(Dataset entries)
== Segment start ==

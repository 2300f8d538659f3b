use std::path::Path;
use std::process;

use clap::{Parser, Subcommand};

use smt_cli::commands::model_ops::{ModelArgs, WeightArgs};
use smt_cli::commands::{config_ops, decode_ops, model_ops};
use smt_cli::trace_init::init_tracing;
use smt_core::decoder::DecoderConfig;

#[derive(Parser)]
#[command(name = "smtdecode", about = "Greedy statistical machine translation decoder")]
struct Cli {
    /// Tracing filter directive (overrides RUST_LOG), e.g. "smt_core=debug"
    #[arg(long, global = true)]
    log: Option<String>,

    /// Settings TOML replacing the built-in defaults
    #[arg(long, global = true)]
    settings: Option<String>,

    #[command(subcommand)]
    command: Command,
}

#[derive(Subcommand)]
enum Command {
    /// Translate sentences, one per line, from a file or stdin
    Decode {
        #[command(flatten)]
        models: ModelArgs,
        #[command(flatten)]
        weights: WeightArgs,
        /// Input file (defaults to stdin)
        input: Option<String>,
        /// Emit one JSON object per sentence
        #[arg(long)]
        json: bool,
    },

    /// Show the search trace for one sentence
    Explain {
        #[command(flatten)]
        models: ModelArgs,
        #[command(flatten)]
        weights: WeightArgs,
        /// Source sentence (whitespace-tokenized)
        sentence: String,
        /// Output as JSON instead of text
        #[arg(long)]
        json: bool,
    },

    /// Compile a text translation table to the binary format
    CompileTable {
        /// Path to the TSV table
        input: String,
        /// Path to the output file
        output: String,
        /// Distortion model to store (model1 or model2)
        #[arg(long, default_value = "model2")]
        kind: String,
    },

    /// Print the default settings TOML
    SettingsExport,

    /// Validate a settings TOML file
    SettingsValidate {
        /// Path to the settings file
        file: String,
    },
}

macro_rules! die {
    ($result:expr, $($arg:tt)*) => {
        $result.unwrap_or_else(|e| {
            eprintln!($($arg)*, e);
            process::exit(1);
        })
    };
}

fn config(weights: &WeightArgs) -> DecoderConfig {
    die!(weights.apply(DecoderConfig::default()), "Error: {}")
}

fn main() {
    let cli = Cli::parse();
    init_tracing(cli.log.as_deref());
    if let Some(file) = &cli.settings {
        config_ops::load_settings(file);
    }

    match cli.command {
        Command::Decode {
            models,
            weights,
            input,
            json,
        } => decode_ops::decode_cmd(&models, config(&weights), input.as_deref(), json),
        Command::Explain {
            models,
            weights,
            sentence,
            json,
        } => decode_ops::explain_cmd(&models, config(&weights), &sentence, json),
        Command::CompileTable {
            input,
            output,
            kind,
        } => {
            let count = die!(
                model_ops::compile_table(Path::new(&input), Path::new(&output), &kind),
                "Error: {}"
            );
            println!("OK: {count} entries written to {output}");
        }
        Command::SettingsExport => config_ops::settings_export(),
        Command::SettingsValidate { file } => config_ops::settings_validate(&file),
    }
}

== Segment end ==

_The task_: Your task is to return each line of the data above that contains the string "Option".

_Answer to the exercise_:
    log: Option<String>,
    settings: Option<String>,
        input: Option<String>,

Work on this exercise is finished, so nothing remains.